`It's not what you call me, it's what I answer to'

November 05, 2000|By Gregory Kane

CHIKA ONYEANI is, by his own admission, a word that has been politely described as "the N-word." In fact, he seems downright proud of the word. He revels in it. Especially if you put the word "capitalist" in front of it.

"If you call me a `capitalist [N-word],'" Onyeani told a small cluster of folks gathered at Baltimore's AFRAM festival in late September, "at least it means I have some money."

Onyeani was in Baltimore to promote his new book, published this year. By now, you've already guessed its title: "Capitalist Nigger." At AFRAM, he briefly explained why he chose that.

"In Africa, we have a saying," the Nigerian native said. "It's not what you call me, but what I answer to that matters."

Last week, Onyeani, from his seventh-floor office in the 200 block of Broadway in New York City, headquarters for his newspaper the African Sun Times , elaborated further as the noise from the New York Yankees victory parade died down outside his window.

"Why is it that this word that we are so afraid of and so sensitive about makes us go to the barricades and shout at the top of our voices?" Onyeani asked.

"We make the people saying it feel important. I decided it was time we took that weapon away. The way to do that is to de-emphasize the meaning given to that word. My aim is that the next time the word is used in the dictionary, it will say it's a word black people used to be afraid of," he said.

Dressed in a black, knee-length buba, Onyeani, a former ambassador for Nigeria and the 1966-1970 Nigerian secessionist state of Biafra, made clear what he would like black people - Africans, African-Americans, West Indians - to get upset about.

Blacks, Onyeani insists, are strictly a consumer race. Blacks own little and buy from everyone. American blacks sit idly by and watch other groups buy and run the businesses in their neighborhoods. Africans look on meekly as Europeans and Asians buy their raw materials cheap and then refine them into finished products sold back to Africans at much higher prices. And it's not, Onyeani made clear, "Whitey's fault."

"I wanted to deliver a message to my people that it was time we started moving away from this blame game and victim's mentality," Onyeani said. "We have to move on to something productive."

In the process, Onyeani said, blacks would have to be "ruthlessly honest" with themselves. As ruthless, he says, as he is in his book.

Here's a sample of Onyeani's unpleasant but cogent commentary:

"You want your children to have good grades in school? Then [heed my advice] because then you will not blame the teachers for failing your children or blame the nationwide testing services for using non-black questions in their testing. You will be in control because you will totally understand that everything that happens to your child at school is a result of the learning environment you have provided him or her at home."

"We prefer others to establish the company so that we can come in and cry racism when they refuse to hire us. Why can't we establish the company [and] let others come in and cry racism for us not hiring them?"
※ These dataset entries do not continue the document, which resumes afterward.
//! HTTP route handlers for the API

use super::AppState;
use crate::error::CoreError;
use crate::models::TrainerSession;
use axum::{
    extract::{
        rejection::{JsonRejection, QueryRejection},
        Path, Query, State,
    },
    http::StatusCode,
    response::{IntoResponse, Response},
    Json,
};
use chrono::{Duration, NaiveDate, Utc};
use serde::Deserialize;

/// Days covered by history/attendance queries without `from`
const DEFAULT_RANGE_DAYS: i64 = 30;

// ============================================================================
// Errors
// ============================================================================

/// Status code for each error kind. 409/404/410/400 are terminal for the
/// call; 5xx may be retried by the client.
pub fn status_for(e: &CoreError) -> StatusCode {
    match e {
        CoreError::Conflict(_) => StatusCode::CONFLICT,
        CoreError::NotFound(..) => StatusCode::NOT_FOUND,
        CoreError::Expired(_) => StatusCode::GONE,
        CoreError::Validation(_) => StatusCode::BAD_REQUEST,
        CoreError::StoreUnavailable(_) => StatusCode::SERVICE_UNAVAILABLE,
        _ => StatusCode::INTERNAL_SERVER_ERROR,
    }
}

impl IntoResponse for CoreError {
    fn into_response(self) -> Response {
        let status = status_for(&self);
        if status.is_server_error() {
            tracing::error!("Request failed: {}", self);
        }
        (
            status,
            Json(serde_json::json!({
                "error": self.to_string(),
                "code": self.kind()
            })),
        )
            .into_response()
    }
}

/// Malformed bodies and query strings are validation errors, reported in
/// the same `{error, code}` shape as every other failure
fn json_body<T>(body: Result<Json<T>, JsonRejection>) -> Result<T, CoreError> {
    body.map(|Json(value)| value)
        .map_err(|e| CoreError::Validation(e.body_text()))
}

fn query_params<T>(query: Result<Query<T>, QueryRejection>) -> Result<T, CoreError> {
    query
        .map(|Query(value)| value)
        .map_err(|e| CoreError::Validation(e.body_text()))
}

// ============================================================================
// Health Check
// ============================================================================

pub async fn health() -> impl IntoResponse {
    Json(serde_json::json!({
        "status": "ok",
        "version": env!("CARGO_PKG_VERSION")
    }))
}

// ============================================================================
// Sessions
// ============================================================================

#[derive(Debug, Deserialize)]
#[serde(rename_all = "camelCase")]
pub struct StartSessionRequest {
    pub trainer_id: String,
}

#[derive(Debug, Deserialize)]
#[serde(rename_all = "camelCase")]
pub struct SessionRequest {
    pub session_id: String,
}

pub async fn start_session(
    State(state): State<AppState>,
    body: Result<Json<StartSessionRequest>, JsonRejection>,
) -> Result<impl IntoResponse, CoreError> {
    let req = json_body(body)?;
    let session = state.controller.start_session(&req.trainer_id).await?;
    Ok(Json(serde_json::json!({
        "sessionId": session.id,
        "startTime": session.start_time,
    })))
}

pub async fn heartbeat(
    State(state): State<AppState>,
    body: Result<Json<SessionRequest>, JsonRejection>,
) -> Result<impl IntoResponse, CoreError> {
    let req = json_body(body)?;
    let session = state.controller.heartbeat(&req.session_id).await?;
    Ok(Json(serde_json::json!({
        "sessionId": session.id,
        "lastHeartbeatAt": session.last_heartbeat_at,
    })))
}

pub async fn end_session(
    State(state): State<AppState>,
    body: Result<Json<SessionRequest>, JsonRejection>,
) -> Result<impl IntoResponse, CoreError> {
    let req = json_body(body)?;
    let session = state.controller.end_session(&req.session_id).await?;
    Ok(Json(serde_json::json!({
        "sessionId": session.id,
        "endTime": session.end_time,
        "durationMs": session.duration_ms(),
    })))
}

pub async fn get_session(
    State(state): State<AppState>,
    Path(id): Path<String>,
) -> Result<Json<TrainerSession>, CoreError> {
    let session = state.controller.get_session(&id).await?;
    Ok(Json(session))
}

pub async fn current_session(
    State(state): State<AppState>,
    Path(trainer_id): Path<String>,
) -> Result<impl IntoResponse, CoreError> {
    let session = state.controller.current_session(&trainer_id).await?;
    Ok(Json(serde_json::json!({ "session": session })))
}

#[derive(Debug, Deserialize)]
#[serde(rename_all = "camelCase")]
pub struct RangeQuery {
    pub trainer_id: String,
    pub from: Option<String>,
    pub to: Option<String>,
}

impl RangeQuery {
    /// Inclusive date range; defaults to the last 30 days ending today
    fn resolve(&self, today: NaiveDate) -> Result<(NaiveDate, NaiveDate), CoreError> {
        if self.trainer_id.trim().is_empty() {
            return Err(CoreError::Validation("trainerId is required".to_string()));
        }
        let to = match &self.to {
            Some(raw) => parse_date("to", raw)?,
            None => today,
        };
        let from = match &self.from {
            Some(raw) => parse_date("from", raw)?,
            None => to - Duration::days(DEFAULT_RANGE_DAYS - 1),
        };
        if from > to {
            return Err(CoreError::Validation(format!(
                "from ({}) is after to ({})",
                from, to
            )));
        }
        Ok((from, to))
    }
}

fn parse_date(field: &str, raw: &str) -> Result<NaiveDate, CoreError> {
    NaiveDate::parse_from_str(raw.trim(), "%Y-%m-%d")
        .map_err(|_| CoreError::Validation(format!("{} must be YYYY-MM-DD, got '{}'", field, raw)))
}

pub async fn session_history(
    State(state): State<AppState>,
    query: Result<Query<RangeQuery>, QueryRejection>,
) -> Result<impl IntoResponse, CoreError> {
    let query = query_params(query)?;
    let today = state.controller.aggregator().date_of(Utc::now());
    let (from, to) = query.resolve(today)?;

    let sessions = state
        .controller
        .session_history(&query.trainer_id, from, to)
        .await?;
    Ok(Json(serde_json::json!({
        "trainerId": query.trainer_id,
        "from": from,
        "to": to,
        "sessions": sessions,
    })))
}

// ============================================================================
// Attendance
// ============================================================================

pub async fn list_attendance(
    State(state): State<AppState>,
    query: Result<Query<RangeQuery>, QueryRejection>,
) -> Result<impl IntoResponse, CoreError> {
    let query = query_params(query)?;
    let aggregator = state.controller.aggregator();
    let today = aggregator.date_of(Utc::now());
    let (from, to) = query.resolve(today)?;

    let records = aggregator
        .list_attendance(&query.trainer_id, from, to)
        .await?;
    Ok(Json(serde_json::json!({
        "trainerId": query.trainer_id,
        "from": from,
        "to": to,
        "records": records,
    })))
}

#[derive(Debug, Deserialize)]
#[serde(rename_all = "camelCase")]
pub struct AggregateRequest {
    pub trainer_id: String,
    pub date: String,
}

/// Recompute one trainer-day on demand
pub async fn aggregate_attendance(
    State(state): State<AppState>,
    body: Result<Json<AggregateRequest>, JsonRejection>,
) -> Result<impl IntoResponse, CoreError> {
    let req = json_body(body)?;
    if req.trainer_id.trim().is_empty() {
        return Err(CoreError::Validation("trainerId is required".to_string()));
    }
    let date = parse_date("date", &req.date)?;

    let record = state
        .controller
        .aggregator()
        .aggregate(&req.trainer_id, date)
        .await?;
    Ok((StatusCode::OK, Json(record)))
}

#[cfg(test)]
mod tests {
    use super::*;

    fn query(from: Option<&str>, to: Option<&str>) -> RangeQuery {
        RangeQuery {
            trainer_id: "T".to_string(),
            from: from.map(String::from),
            to: to.map(String::from),
        }
    }

    fn day(y: i32, m: u32, d: u32) -> NaiveDate {
        NaiveDate::from_ymd_opt(y, m, d).unwrap()
    }

    #[test]
    fn test_status_mapping() {
        assert_eq!(status_for(&CoreError::Conflict("x".into())), StatusCode::CONFLICT);
        assert_eq!(
            status_for(&CoreError::NotFound("Session", "x".into())),
            StatusCode::NOT_FOUND
        );
        assert_eq!(status_for(&CoreError::Expired("x".into())), StatusCode::GONE);
        assert_eq!(
            status_for(&CoreError::StoreUnavailable("x".into())),
            StatusCode::SERVICE_UNAVAILABLE
        );
        assert_eq!(
            status_for(&CoreError::Config("x".into())),
            StatusCode::INTERNAL_SERVER_ERROR
        );
    }

    #[test]
    fn test_range_defaults_to_last_thirty_days() {
        let today = day(2024, 3, 31);
        let (from, to) = query(None, None).resolve(today).unwrap();
        assert_eq!(to, today);
        assert_eq!(from, day(2024, 3, 2));
    }

    #[test]
    fn test_range_rejects_bad_input() {
        let today = day(2024, 3, 31);
        assert!(query(Some("03/01/2024"), None).resolve(today).is_err());
        assert!(query(Some("2024-03-10"), Some("2024-03-01")).resolve(today).is_err());

        let mut blank = query(None, None);
        blank.trainer_id = " ".to_string();
        assert!(blank.resolve(today).is_err());
    }
}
"A Capitalist [black] must be fiercely ruthless with himself if he is to abandon the baggage that we as Africans carry all our lives until our graves: the notion that somebody owes us something. Continental Africans think the world owes them something. We whine and whine about how Europeans looted our natural resources. Yes, they did, so what. We allowed them to do it, and we are still allowing them to do it even today. There is too much whining among Africans. ... We are beggars. We beg for everything."
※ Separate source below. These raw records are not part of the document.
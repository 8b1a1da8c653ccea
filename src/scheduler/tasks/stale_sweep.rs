//! Periodic stale-session sweep
//!
//! Closes open sessions whose clients stopped sending heartbeats without
//! calling end. Uses the same conditional close as the request path, so a
//! concurrent end or heartbeat either wins or observes the sweep's close.

use crate::lifecycle::SessionController;
use crate::scheduler::TaskResult;

pub async fn execute(controller: &SessionController) -> TaskResult {
    match controller.sweep_stale().await {
        Ok(report) => TaskResult {
            task_name: "stale_sweep".to_string(),
            items_processed: report.scanned,
            items_affected: report.closed,
            errors: report.errors,
            detail: format!(
                "{} stale sessions found, {} closed",
                report.scanned, report.closed
            ),
        },
        Err(e) => TaskResult {
            task_name: "stale_sweep".to_string(),
            items_processed: 0,
            items_affected: 0,
            errors: 1,
            detail: format!("Failed to scan open sessions: {}", e),
        },
    }
}

#[cfg(test)]
mod tests {
    use super::*;
    use crate::config::Config;
    use crate::db::Database;
    use chrono::{Duration, Utc};
    use std::sync::Arc;

    #[tokio::test]
    async fn test_sweep_task_closes_abandoned_session() {
        let db = Arc::new(Database::open_in_memory().unwrap());
        let mut config = Config::default();
        config.attendance.heartbeat_timeout_secs = 60;
        let controller = SessionController::new(db, &config);

        let started = Utc::now() - Duration::minutes(10);
        let session = controller.start_session_at("T", started).await.unwrap();

        let result = execute(&controller).await;
        assert_eq!(result.task_name, "stale_sweep");
        assert_eq!(result.items_affected, 1);
        assert_eq!(result.errors, 0);

        let swept = controller.get_session(&session.id).await.unwrap();
        assert_eq!(swept.end_time, Some(session.last_heartbeat_at));
    }
}
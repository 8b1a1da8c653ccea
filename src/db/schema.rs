//! SQLite schema for trainer sessions and attendance
//!
//! Timestamps are stored as RFC 3339 UTC strings with millisecond precision,
//! so lexical order matches chronological order.

use rusqlite::{Connection, Result};

/// Initialize the database with required tables
pub fn init_db(conn: &Connection) -> Result<()> {
    conn.execute(
        "CREATE TABLE IF NOT EXISTS trainer_sessions (
            id TEXT PRIMARY KEY,
            trainer_id TEXT NOT NULL,
            start_time TEXT NOT NULL,
            last_heartbeat_at TEXT NOT NULL,
            end_time TEXT,
            status TEXT NOT NULL DEFAULT 'open' CHECK (status IN ('open', 'closed')),
            close_reason TEXT CHECK (close_reason IN ('ended', 'expired', 'swept')),
            created_at TEXT NOT NULL,
            updated_at TEXT NOT NULL,
            CHECK ((status = 'open') = (end_time IS NULL))
        )",
        [],
    )?;

    // One open session per trainer
    conn.execute(
        "CREATE UNIQUE INDEX IF NOT EXISTS idx_trainer_sessions_one_open
         ON trainer_sessions(trainer_id) WHERE status = 'open'",
        [],
    )?;

    conn.execute(
        "CREATE INDEX IF NOT EXISTS idx_trainer_sessions_trainer_start
         ON trainer_sessions(trainer_id, start_time)",
        [],
    )?;

    conn.execute(
        "CREATE INDEX IF NOT EXISTS idx_trainer_sessions_open_heartbeat
         ON trainer_sessions(last_heartbeat_at) WHERE status = 'open'",
        [],
    )?;

    conn.execute(
        "CREATE TABLE IF NOT EXISTS trainer_attendance (
            id TEXT PRIMARY KEY,
            trainer_id TEXT NOT NULL,
            date TEXT NOT NULL,
            total_duration_ms INTEGER NOT NULL DEFAULT 0,
            status TEXT NOT NULL CHECK (status IN ('Present', 'Half Day', 'Absent')),
            session_ids TEXT NOT NULL DEFAULT '[]',
            created_at TEXT NOT NULL,
            updated_at TEXT NOT NULL,
            UNIQUE(trainer_id, date)
        )",
        [],
    )?;

    Ok(())
}
//! Bounded exponential backoff for transient store failures

use crate::config::RetryConfig;
use crate::error::Result;
use std::future::Future;
use std::time::Duration;

#[derive(Debug, Clone)]
pub struct RetryPolicy {
    /// Total attempts, including the first one
    pub max_attempts: u32,
    pub initial_delay_ms: u64,
    pub max_delay_ms: u64,
    pub backoff_multiplier: f64,
}

impl RetryPolicy {
    pub fn from_config(config: &RetryConfig) -> Self {
        RetryPolicy {
            max_attempts: config.max_attempts.max(1),
            initial_delay_ms: config.initial_delay_ms,
            max_delay_ms: config.max_delay_ms,
            backoff_multiplier: config.backoff_multiplier,
        }
    }

    /// Delay before retry number `attempt` (0-based)
    pub fn calculate_delay(&self, attempt: u32) -> Duration {
        let delay_ms = (self.initial_delay_ms as f64 * self.backoff_multiplier.powi(attempt as i32))
            .min(self.max_delay_ms as f64) as u64;
        Duration::from_millis(delay_ms)
    }
}

/// Run `f` until it succeeds, fails permanently, or runs out of attempts.
/// Only errors where [`crate::error::CoreError::is_transient`] holds are retried; the last
/// error is returned on exhaustion.
pub async fn execute_with_retry<F, Fut, T>(policy: &RetryPolicy, op: &str, mut f: F) -> Result<T>
where
    F: FnMut() -> Fut,
    Fut: Future<Output = Result<T>>,
{
    let mut attempt = 0;
    loop {
        match f().await {
            Ok(value) => return Ok(value),
            Err(e) if e.is_transient() && attempt + 1 < policy.max_attempts => {
                let delay = policy.calculate_delay(attempt);
                tracing::debug!(
                    "{} failed (attempt {}/{}), retrying in {:?}: {}",
                    op,
                    attempt + 1,
                    policy.max_attempts,
                    delay,
                    e
                );
                tokio::time::sleep(delay).await;
                attempt += 1;
            }
            Err(e) => {
                if e.is_transient() {
                    tracing::warn!("{} gave up after {} attempts: {}", op, attempt + 1, e);
                }
                return Err(e);
            }
        }
    }
}

#[cfg(test)]
mod tests {
    use super::*;
    use crate::error::CoreError;
    use std::sync::atomic::{AtomicU32, Ordering};

    fn fast_policy(max_attempts: u32) -> RetryPolicy {
        RetryPolicy {
            max_attempts,
            initial_delay_ms: 1,
            max_delay_ms: 2,
            backoff_multiplier: 2.0,
        }
    }

    #[test]
    fn test_delay_grows_and_caps() {
        let policy = RetryPolicy {
            max_attempts: 5,
            initial_delay_ms: 50,
            max_delay_ms: 300,
            backoff_multiplier: 2.0,
        };
        assert_eq!(policy.calculate_delay(0), Duration::from_millis(50));
        assert_eq!(policy.calculate_delay(1), Duration::from_millis(100));
        assert_eq!(policy.calculate_delay(2), Duration::from_millis(200));
        assert_eq!(policy.calculate_delay(3), Duration::from_millis(300));
    }

    #[tokio::test]
    async fn test_transient_errors_are_retried() {
        let calls = AtomicU32::new(0);
        let counter = &calls;
        let result = execute_with_retry(&fast_policy(4), "op", move || async move {
            if counter.fetch_add(1, Ordering::SeqCst) < 2 {
                Err(CoreError::StoreUnavailable("busy".into()))
            } else {
                Ok(7)
            }
        })
        .await;
        assert_eq!(result.unwrap(), 7);
        assert_eq!(calls.load(Ordering::SeqCst), 3);
    }

    #[tokio::test]
    async fn test_gives_up_at_attempt_ceiling() {
        let calls = AtomicU32::new(0);
        let counter = &calls;
        let result: Result<()> = execute_with_retry(&fast_policy(3), "op", move || async move {
            counter.fetch_add(1, Ordering::SeqCst);
            Err(CoreError::StoreUnavailable("busy".into()))
        })
        .await;
        assert!(matches!(result, Err(CoreError::StoreUnavailable(_))));
        assert_eq!(calls.load(Ordering::SeqCst), 3);
    }

    #[tokio::test]
    async fn test_permanent_errors_are_not_retried() {
        let calls = AtomicU32::new(0);
        let counter = &calls;
        let result: Result<()> = execute_with_retry(&fast_policy(5), "op", move || async move {
            counter.fetch_add(1, Ordering::SeqCst);
            Err(CoreError::Validation("bad".into()))
        })
        .await;
        assert!(result.is_err());
        assert!(!result.unwrap_err().is_transient());
        assert_eq!(calls.load(Ordering::SeqCst), 1);
    }
}
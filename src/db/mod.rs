//! Database module for the trainer attendance service
//!
//! Provides SQLite storage for trainer sessions and daily attendance.

pub mod schema;

use crate::error::{CoreError, Result};
use rusqlite::Connection;
use std::path::{Path, PathBuf};
use std::sync::{Arc, Mutex};
use std::time::Duration;

/// Shared SQLite connection
///
/// All statements go through one connection guarded by a mutex, so each
/// closure passed to [`Database::with_conn`] runs without interleaving.
pub struct Database {
    conn: Arc<Mutex<Connection>>,
    path: Option<PathBuf>,
}

impl Database {
    /// Open (or create) the database file and initialize the schema
    pub fn new(db_path: PathBuf) -> Result<Self> {
        if let Some(parent) = db_path.parent() {
            std::fs::create_dir_all(parent)?;
        }

        let conn = Connection::open(&db_path)?;
        conn.busy_timeout(Duration::from_secs(5))?;
        conn.pragma_update_and_check(None, "journal_mode", "WAL", |row| {
            row.get::<_, String>(0)
        })?;
        schema::init_db(&conn)?;

        Ok(Database {
            conn: Arc::new(Mutex::new(conn)),
            path: Some(db_path),
        })
    }

    /// Private in-memory database, used by tests and ephemeral runs
    pub fn open_in_memory() -> Result<Self> {
        let conn = Connection::open_in_memory()?;
        schema::init_db(&conn)?;

        Ok(Database {
            conn: Arc::new(Mutex::new(conn)),
            path: None,
        })
    }

    /// Run a closure against the connection on the blocking thread pool
    pub async fn with_conn<F, T, E>(&self, f: F) -> Result<T>
    where
        F: FnOnce(&Connection) -> std::result::Result<T, E> + Send + 'static,
        T: Send + 'static,
        E: Into<CoreError> + Send + 'static,
    {
        let conn = self.conn.clone();
        tokio::task::spawn_blocking(move || {
            let guard = conn
                .lock()
                .map_err(|_| CoreError::StoreUnavailable("connection mutex poisoned".into()))?;
            f(&guard).map_err(Into::into)
        })
        .await
        .map_err(|e| CoreError::StoreUnavailable(format!("database task failed: {}", e)))?
    }

    /// Database file path, `None` for in-memory databases
    pub fn path(&self) -> Option<&Path> {
        self.path.as_deref()
    }
}

#[cfg(test)]
mod tests {
    use super::*;

    #[test]
    fn test_database_creation() {
        let dir = tempfile::tempdir().unwrap();
        let db_path = dir.path().join("nested").join("attendance.db");

        let db = Database::new(db_path.clone()).unwrap();
        assert_eq!(db.path(), Some(db_path.as_path()));
        assert!(db_path.exists());
    }

    #[tokio::test]
    async fn test_with_conn_runs_queries() {
        let db = Database::open_in_memory().unwrap();
        let count: i64 = db
            .with_conn(|conn| {
                conn.query_row("SELECT COUNT(*) FROM trainer_sessions", [], |row| row.get(0))
            })
            .await
            .unwrap();
        assert_eq!(count, 0);
    }

    #[tokio::test]
    async fn test_with_conn_surfaces_errors() {
        let db = Database::open_in_memory().unwrap();
        let result = db
            .with_conn(|conn| conn.execute("SELECT * FROM missing_table", []))
            .await;
        assert!(matches!(result, Err(CoreError::Database(_))));
    }
}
Onyeani lives in East Orange, N.J., with his wife Loretta, "an African-American who initially opposed [this] book because she believed I hated `Black people' (African-Americans)..." Onyeani wrote in the book's acknowledgements.

Mrs. Onyeani protested too much. Her husband abuses all blacks equally. It's a good thing he's living here. The way the African Sun Times, the paper he started 11 years ago, lambastes African leaders, Onyeani might have been jailed and probably executed years ago had he chosen to remain in Nigeria.

He was especially critical of departed Nigerian leader Sani Abacha, who, Onyeani charged, plundered his country's treasury for $5 billion.

"The white man didn't come to Nigeria and put a gun to Abacha's head and tell him to take that money," Onyeani said. Mobutu Sese Seko, who misruled Zaire - now, or, more correctly, once again, the Republic of the Congo - pilfered some $7 billion from his own people and stashed it in Swiss banks. The bank owners, Onyeani charged, claimed they can account for only $7 million of the money.

For all his criticism of blacks across the world, Onyeani reminds his people that "we are as capable, as naturally endowed, as any other group."

He just wants them to start acting like it.